6. J.D. SALINGER // MY FOOLISH HEART
There’s a reason no one has ever seen a big-screen version of Catcher in the Rye or Franny and Zooey. In the late ‘40s, J.D. Salinger consented to have his short story Uncle Wiggly in Connecticut made into a movie retitled My Foolish Heart. He was so mortified by the swooning love story that he swore his works would never be butchered again.
7. ANTHONY BURGESS // A CLOCKWORK ORANGE
Not only did Anthony Burgess dislike the movie based on his novella A Clockwork Orange, he later regretted writing any of it in the first place. “The book I am best known for, or only known for, is a novel I am prepared to repudiate: written a quarter of a century ago, a jeu d’esprit knocked off for money in three weeks, it became known as the raw material for a film which seemed to glorify sex and violence. The film made it easy for readers of the book to misunderstand what it was about, and the misunderstanding will pursue me till I die. I should not have written the book because of this danger of misinterpretation.”
8. BRET EASTON ELLIS // THE INFORMERS, AMERICAN PSYCHO
Bret Easton Ellis doesn’t think any of the film adaptations of his books are that great (save for maybe The Rules of Attraction), but he dislikes some more than others. Though he worked on 2009’s The Informers, he says, “That movie doesn’t work for a lot reasons but I don’t think any of those reasons are my fault.”

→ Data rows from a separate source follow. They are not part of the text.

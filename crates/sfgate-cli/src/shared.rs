//! Shared helpers used across CLI commands.
//!
//! Centralises loading the layered configuration and building the
//! Salesforce-backed `McpHandler`, so every command sees the same defaults.

use std::sync::Arc;

use sfgate_config::GatewayConfig;
use sfgate_mcp::McpHandler;
use sfgate_salesforce::{ClientSettings, RestConnector};

/// Loads the configuration from defaults, the optional file and env vars.
///
/// # Errors
///
/// Returns an error if a layer cannot be read or fails validation.
pub fn load_config(path: Option<&str>) -> anyhow::Result<GatewayConfig> {
    sfgate_config::load_config(path).map_err(|e| anyhow::anyhow!("{e}"))
}

/// Outbound client settings derived from `[salesforce]`.
pub fn client_settings(config: &GatewayConfig) -> ClientSettings {
    ClientSettings {
        api_version: config.salesforce.api_version.clone(),
        connect_timeout: config.salesforce.connect_timeout(),
        request_timeout: config.salesforce.request_timeout(),
    }
}

/// Creates the dispatcher backed by the REST connector.
///
/// # Errors
///
/// Returns an error if the HTTP client cannot be initialised.
pub fn create_handler(config: &GatewayConfig) -> anyhow::Result<Arc<McpHandler>> {
    let connector = RestConnector::new(client_settings(config))
        .map_err(|e| anyhow::anyhow!("Salesforce client init error: {e}"))?;
    Ok(Arc::new(McpHandler::new(
        Arc::new(connector),
        config.salesforce.default_login_url.clone(),
    )))
}

#[cfg(test)]
mod tests {
    use super::*;
    use std::time::Duration;

    #[test]
    fn client_settings_follow_config() {
        let mut config = GatewayConfig::default();
        config.salesforce.api_version = "61.0".into();
        config.salesforce.connect_timeout_secs = 5;
        let settings = client_settings(&config);
        assert_eq!(settings.api_version, "61.0");
        assert_eq!(settings.connect_timeout, Duration::from_secs(5));
        assert_eq!(settings.request_timeout, Duration::from_secs(120));
    }

    #[test]
    fn create_handler_with_defaults() {
        assert!(create_handler(&GatewayConfig::default()).is_ok());
    }
}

And Ellis believes American Psycho never should have happened: “American Psycho was a book I didn’t think needed to be turned into a movie. I think the problem with American Psychowas that it was conceived as a novel, as a literary work with a very unreliable narrator at the center of it and the medium of film demands answers. It demands answers. You can be as ambiguous as you want with a movie, but it doesn’t matter — we’re still looking at it. It’s still being answered for us visually. I don’t think American Psycho is particularly more interesting if you knew that he did it or think that it all happens in his head. I think the answer to that question makes the book infinitely less interesting.”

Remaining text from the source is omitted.